Nec-1 protects adult rats from myocardial ischemia/reperfusion injury. (a, b) Representative Masson's trichrome staining in adult rat hearts subjected to ischemia for 30 min and reperfusion for 72 h, respectively, treated with DMSO or Nec-1 at the onset of reperfusion. Reactive fibrosis for myocardial injury is stained in blue and expands from the endocardium to the epicardium. In contrast with the control, the administration of Necrostatin-1 can obviously reduce the extent of myocardial injury from the endocardium to the epicardium. (c) Graph shows myocardial infarct size measured by Masson's trichrome staining at 72 h of reperfusion. All data were expressed as mean ± SD; n = 10 for the vehicle group and n = 9 for the Nec-1 group. Scale bar, 1 mm and 40 μm. ∗∗P < 0.01 Nec-1 group vs. vehicle group. LVA: left ventricular area.

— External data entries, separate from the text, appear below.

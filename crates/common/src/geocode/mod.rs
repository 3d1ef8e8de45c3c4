//! Affiliation geocoding
//!
//! Resolves free-text institutional affiliations to coordinates through a
//! strictly rate-limited geocoding provider. Results, including failures,
//! are memoized in an [`AffiliationCache`] owned by the service instance.

use crate::config::{GeocodingConfig, NegativeCachePolicy};
use crate::fetch::{HttpRequest, HttpTransport, TransportError};
use crate::metrics;
use crate::models::Coordinates;
use crate::pacing::Sleeper;
use serde::Deserialize;
use std::collections::HashMap;
use std::sync::Arc;
use std::time::Duration;
use thiserror::Error;
use tokio::sync::{Mutex, RwLock};
use tracing::{debug, info, warn};

/// Inputs shorter than this (after trimming) are never looked up
pub const MIN_AFFILIATION_CHARS: usize = 3;

const CACHE_NAME: &str = "affiliation";

/// In-memory, non-evicting affiliation cache.
///
/// `None` values are cached negative results and are authoritative for the
/// lifetime of the cache.
#[derive(Debug, Default)]
pub struct AffiliationCache {
    entries: RwLock<HashMap<String, Option<Coordinates>>>,
}

impl AffiliationCache {
    pub fn new() -> Self {
        Self::default()
    }

    /// `None` if the key was never resolved, `Some(None)` if it is cached as unresolved
    pub async fn get(&self, key: &str) -> Option<Option<Coordinates>> {
        self.entries.read().await.get(key).copied()
    }

    pub async fn insert(&self, key: impl Into<String>, value: Option<Coordinates>) {
        let mut entries = self.entries.write().await;
        entries.insert(key.into(), value);
        metrics::set_cache_entries(entries.len());
    }

    pub async fn len(&self) -> usize {
        self.entries.read().await.len()
    }

    pub async fn is_empty(&self) -> bool {
        self.entries.read().await.is_empty()
    }
}

/// Geocoding provider settings
#[derive(Debug, Clone)]
pub struct GeocodingSettings {
    pub base_url: String,
    pub user_agent: String,
    pub min_interval: Duration,
    pub negative_cache: NegativeCachePolicy,
}

impl From<&GeocodingConfig> for GeocodingSettings {
    fn from(config: &GeocodingConfig) -> Self {
        Self {
            base_url: config.base_url.clone(),
            user_agent: config.user_agent.clone(),
            min_interval: Duration::from_millis(config.min_interval_ms),
            negative_cache: config.negative_cache,
        }
    }
}

impl Default for GeocodingSettings {
    fn default() -> Self {
        Self::from(&GeocodingConfig::default())
    }
}

#[derive(Debug, Deserialize)]
struct Place {
    #[serde(default)]
    lat: Option<serde_json::Value>,
    #[serde(default)]
    lon: Option<serde_json::Value>,
}

impl Place {
    fn coordinates(&self) -> Option<Coordinates> {
        let lat = degrees_text(self.lat.as_ref()?)?;
        let lng = degrees_text(self.lon.as_ref()?)?;
        Coordinates::parse(&lat, &lng)
    }
}

/// Nominatim sends degrees as strings; plain numbers are accepted too
fn degrees_text(value: &serde_json::Value) -> Option<String> {
    match value {
        serde_json::Value::String(text) => Some(text.clone()),
        serde_json::Value::Number(number) => Some(number.to_string()),
        _ => None,
    }
}

#[derive(Error, Debug)]
enum LookupError {
    #[error(transparent)]
    Transport(#[from] TransportError),

    #[error("geocoder returned HTTP {0}")]
    Status(u16),

    #[error("invalid geocoder response: {0}")]
    Decode(#[from] serde_json::Error),
}

/// Maps affiliation text to coordinates with memoization and a fixed throttle
pub struct AffiliationResolver {
    transport: Arc<dyn HttpTransport>,
    sleeper: Arc<dyn Sleeper>,
    cache: Arc<AffiliationCache>,
    settings: GeocodingSettings,
    // Held across throttle + lookup: one in-flight lookup at a time
    gate: Mutex<()>,
}

impl AffiliationResolver {
    pub fn new(
        transport: Arc<dyn HttpTransport>,
        sleeper: Arc<dyn Sleeper>,
        cache: Arc<AffiliationCache>,
        settings: GeocodingSettings,
    ) -> Self {
        Self {
            transport,
            sleeper,
            cache,
            settings,
            gate: Mutex::new(()),
        }
    }

    pub fn cache(&self) -> &Arc<AffiliationCache> {
        &self.cache
    }

    /// Resolve `affiliation` to coordinates.
    ///
    /// Never fails: any provider problem yields `None`.
    pub async fn resolve(&self, affiliation: &str) -> Option<Coordinates> {
        let key = affiliation.trim();
        if key.chars().count() < MIN_AFFILIATION_CHARS {
            return None;
        }

        if let Some(cached) = self.cache.get(key).await {
            metrics::record_cache(true, CACHE_NAME);
            return cached;
        }

        let _guard = self.gate.lock().await;

        // Another caller may have resolved the key while we waited
        if let Some(cached) = self.cache.get(key).await {
            metrics::record_cache(true, CACHE_NAME);
            return cached;
        }
        metrics::record_cache(false, CACHE_NAME);

        self.sleeper.sleep(self.settings.min_interval).await;
        debug!(affiliation = %key, "Geocoding affiliation");

        match self.lookup(key).await {
            Ok(Some(coords)) => {
                info!(affiliation = %key, lat = coords.lat, lng = coords.lng, "Geocoded affiliation");
                metrics::record_geocode("resolved");
                self.cache.insert(key, Some(coords)).await;
                Some(coords)
            }
            Ok(None) => {
                info!(affiliation = %key, "No geocoding results");
                metrics::record_geocode("empty");
                self.cache.insert(key, None).await;
                None
            }
            Err(e) => {
                warn!(affiliation = %key, error = %e, "Geocoding failed");
                metrics::record_geocode("error");
                if self.settings.negative_cache == NegativeCachePolicy::AllFailures {
                    self.cache.insert(key, None).await;
                }
                None
            }
        }
    }

    async fn lookup(&self, key: &str) -> Result<Option<Coordinates>, LookupError> {
        let request = HttpRequest::get(&self.settings.base_url)
            .header("User-Agent", &self.settings.user_agent)
            .query("q", key)
            .query("format", "json")
            .query("limit", 1)
            .query("addressdetails", 1);

        let response = self.transport.get(&request).await?;
        if !response.is_success() {
            return Err(LookupError::Status(response.status));
        }

        let places: Vec<Place> = serde_json::from_str(&response.body)?;
        Ok(places.first().and_then(Place::coordinates))
    }
}

#[cfg(test)]
mod tests {
    use super::*;
    use crate::fetch::{MockTransport, TransportResponse};
    use crate::pacing::{RecordingSleeper, TokioSleeper};
    use serde_json::json;

    struct Harness {
        transport: Arc<MockTransport>,
        sleeper: Arc<RecordingSleeper>,
        resolver: AffiliationResolver,
    }

    fn harness_with(transport: MockTransport, policy: NegativeCachePolicy) -> Harness {
        let transport = Arc::new(transport);
        let sleeper = Arc::new(RecordingSleeper::new());
        let settings = GeocodingSettings {
            negative_cache: policy,
            ..GeocodingSettings::default()
        };
        let resolver = AffiliationResolver::new(
            transport.clone(),
            sleeper.clone(),
            Arc::new(AffiliationCache::new()),
            settings,
        );
        Harness {
            transport,
            sleeper,
            resolver,
        }
    }

    fn harness(transport: MockTransport) -> Harness {
        harness_with(transport, NegativeCachePolicy::AllFailures)
    }

    fn stanford() -> MockTransport {
        MockTransport::new(|request, _| match request.query_param("q") {
            Some("Stanford University") => Ok(TransportResponse::json(
                &json!([{"lat": "37.4275", "lon": "-122.1697", "display_name": "Stanford"}]),
            )),
            _ => Ok(TransportResponse::json(&json!([]))),
        })
    }

    #[tokio::test]
    async fn test_short_inputs_rejected_without_cache_write() {
        let h = harness(stanford());
        for input in ["", " ", "ab", "  xy  ", "\t\n"] {
            assert_eq!(h.resolver.resolve(input).await, None);
        }
        assert!(h.resolver.cache().is_empty().await);
        assert_eq!(h.transport.call_count(), 0);
        assert!(h.sleeper.delays().is_empty());
    }

    #[tokio::test]
    async fn test_resolves_and_sends_provider_parameters() {
        let h = harness(stanford());
        let coords = h.resolver.resolve("Stanford University").await.unwrap();
        assert_eq!(coords, Coordinates::new(37.4275, -122.1697).unwrap());

        let sent = h.transport.requests();
        assert_eq!(sent.len(), 1);
        assert_eq!(sent[0].url, "https://nominatim.openstreetmap.org/search");
        assert_eq!(sent[0].query_param("q"), Some("Stanford University"));
        assert_eq!(sent[0].query_param("format"), Some("json"));
        assert_eq!(sent[0].query_param("limit"), Some("1"));
        assert_eq!(sent[0].query_param("addressdetails"), Some("1"));
        assert_eq!(sent[0].header_value("user-agent"), Some(crate::DEFAULT_USER_AGENT));
        assert_eq!(h.sleeper.delays(), vec![Duration::from_millis(1100)]);
    }

    #[tokio::test]
    async fn test_trimmed_input_is_the_cache_key() {
        let h = harness(stanford());
        assert!(h.resolver.resolve("  Stanford University \n").await.is_some());
        assert!(h.resolver.resolve("Stanford University").await.is_some());

        assert_eq!(h.transport.call_count(), 1);
        assert_eq!(h.transport.requests()[0].query_param("q"), Some("Stanford University"));
        assert!(h.resolver.cache().get("Stanford University").await.is_some());
    }

    #[tokio::test]
    async fn test_cache_is_case_sensitive() {
        let h = harness(stanford());
        assert!(h.resolver.resolve("Stanford University").await.is_some());
        assert!(h.resolver.resolve("STANFORD UNIVERSITY").await.is_none());
        assert_eq!(h.transport.call_count(), 2);
    }

    #[tokio::test]
    async fn test_positive_and_negative_hits_skip_network_and_throttle() {
        let h = harness(stanford());
        assert!(h.resolver.resolve("Stanford University").await.is_some());
        assert!(h.resolver.resolve("Atlantis Institute").await.is_none());
        assert_eq!(h.transport.call_count(), 2);

        assert!(h.resolver.resolve("Stanford University").await.is_some());
        assert!(h.resolver.resolve("Atlantis Institute").await.is_none());
        assert_eq!(h.transport.call_count(), 2);
        assert_eq!(h.sleeper.delays().len(), 2);
        assert_eq!(h.resolver.cache().get("Atlantis Institute").await, Some(None));
        assert_eq!(h.resolver.cache().len().await, 2);
    }

    #[tokio::test]
    async fn test_transport_error_is_negative_cached_by_default() {
        let h = harness(MockTransport::sequence(vec![Err(TransportError::Timeout("10s".into()))]));
        assert!(h.resolver.resolve("University of Oxford").await.is_none());
        assert!(h.resolver.resolve("University of Oxford").await.is_none());
        assert_eq!(h.transport.call_count(), 1);
        assert_eq!(h.resolver.cache().get("University of Oxford").await, Some(None));
    }

    #[tokio::test]
    async fn test_confirmed_empty_only_retries_after_errors() {
        let h = harness_with(
            MockTransport::sequence(vec![
                Ok(TransportResponse::new(503, "busy")),
                Ok(TransportResponse::json(&json!([{"lat": "51.7548", "lon": "-1.2544"}]))),
            ]),
            NegativeCachePolicy::ConfirmedEmptyOnly,
        );
        assert!(h.resolver.resolve("University of Oxford").await.is_none());
        assert!(h.resolver.cache().is_empty().await);

        let coords = h.resolver.resolve("University of Oxford").await.unwrap();
        assert_eq!(coords.lat, 51.7548);
        assert_eq!(h.transport.call_count(), 2);
    }

    #[tokio::test]
    async fn test_confirmed_empty_only_still_caches_empty_results() {
        let h = harness_with(
            MockTransport::sequence(vec![Ok(TransportResponse::json(&json!([])))]),
            NegativeCachePolicy::ConfirmedEmptyOnly,
        );
        assert!(h.resolver.resolve("Nowhere College").await.is_none());
        assert!(h.resolver.resolve("Nowhere College").await.is_none());
        assert_eq!(h.transport.call_count(), 1);
    }

    #[tokio::test]
    async fn test_unparseable_coordinates_count_as_no_result() {
        let h = harness(MockTransport::sequence(vec![Ok(TransportResponse::json(
            &json!([{"lat": "north", "lon": "-1.25"}]),
        ))]));
        assert!(h.resolver.resolve("University of Oxford").await.is_none());
        assert_eq!(h.resolver.cache().get("University of Oxford").await, Some(None));
    }

    #[tokio::test]
    async fn test_out_of_range_coordinates_rejected() {
        let h = harness(MockTransport::sequence(vec![Ok(TransportResponse::json(
            &json!([{"lat": "123.0", "lon": "10.0"}]),
        ))]));
        assert!(h.resolver.resolve("Somewhere Odd").await.is_none());
    }

    #[tokio::test]
    async fn test_malformed_body_is_unresolved() {
        let h = harness(MockTransport::sequence(vec![Ok(TransportResponse::new(200, "{\"error\":1}"))]));
        assert!(h.resolver.resolve("Broken Response Lab").await.is_none());
        assert_eq!(h.resolver.cache().get("Broken Response Lab").await, Some(None));
    }

    #[tokio::test]
    async fn test_concurrent_resolutions_share_one_lookup() {
        let h = harness(stanford());
        let (a, b, c) = tokio::join!(
            h.resolver.resolve("Stanford University"),
            h.resolver.resolve("Stanford University"),
            h.resolver.resolve(" Stanford University"),
        );
        assert!(a.is_some() && b.is_some() && c.is_some());
        assert_eq!(h.transport.call_count(), 1);
    }

    #[tokio::test(start_paused = true)]
    async fn test_distinct_misses_are_throttled_across_callers() {
        let calls = Arc::new(std::sync::Mutex::new(Vec::new()));
        let seen = calls.clone();
        let transport = Arc::new(MockTransport::new(move |_, _| {
            seen.lock().unwrap().push(tokio::time::Instant::now());
            Ok(TransportResponse::json(&json!([{"lat": "47.3763", "lon": "8.5477"}])))
        }));
        let resolver = AffiliationResolver::new(
            transport.clone(),
            Arc::new(TokioSleeper),
            Arc::new(AffiliationCache::new()),
            GeocodingSettings::default(),
        );

        let (a, b) = tokio::join!(resolver.resolve("ETH Zurich"), resolver.resolve("EPFL Lausanne"));
        assert!(a.is_some() && b.is_some());

        let calls = calls.lock().unwrap();
        assert_eq!(calls.len(), 2);
        assert!(calls[1] - calls[0] >= Duration::from_millis(1100));
    }

    #[tokio::test]
    async fn test_numeric_coordinates_accepted() {
        let h = harness(MockTransport::sequence(vec![Ok(TransportResponse::json(
            &json!([{"lat": 35.7126, "lon": 139.762}]),
        ))]));
        let coords = h.resolver.resolve("University of Tokyo").await.unwrap();
        assert_eq!(coords, Coordinates::new(35.7126, 139.762).unwrap());
    }

    #[tokio::test]
    async fn test_prewarmed_cache_is_respected() {
        let h = harness(stanford());
        let coords = Coordinates::new(48.8566, 2.3522).unwrap();
        h.resolver.cache().insert("Sorbonne Université", Some(coords)).await;
        assert_eq!(h.resolver.resolve("Sorbonne Université").await, Some(coords));
        assert_eq!(h.transport.call_count(), 0);
    }
}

Through observing LV tissue at 48 h after reperfusion with a transmission electron microscope, it was further found that myocardial ultrastructure in the vehicle group had been severely damaged; cardiomyocytes were disintegrated and had formed massive vacuoles but almost no autophagosomes. Inversely, treatment with Nec-1 can maintain myocardial ultrastructural integrity and markedly reduce the loss of cardiomyocytes. However, there were a few autophagosomes with diffuse distribution in some cardiomyocytes (Figure 2). Thus, Nec-1 can not only salvage left ventricular (LV) tissue from ultimate death but also inhibit LV remodeling processes by reducing myocardial cell death.
Figure 2.
Ultrastructure of the myocardial infarct area under a transmission electron microscope at 48 h reperfusion after ischemia (x8000). (a) Electron micrographs of hearts subjected to I 30 min/R 48 h and treated with DMSO show massive vacuoles in myocardial tissue. (b) Electron micrographs of hearts subjected to I 30 min/R 48 h and treated with Nec-1+DMSO show a few autophagosomes, but the myocardial ultrastructure has more integrity than the vehicle group. Arrows indicate autophagosomes. n = 10 for the vehicle group and n = 9 for the Nec-1 group.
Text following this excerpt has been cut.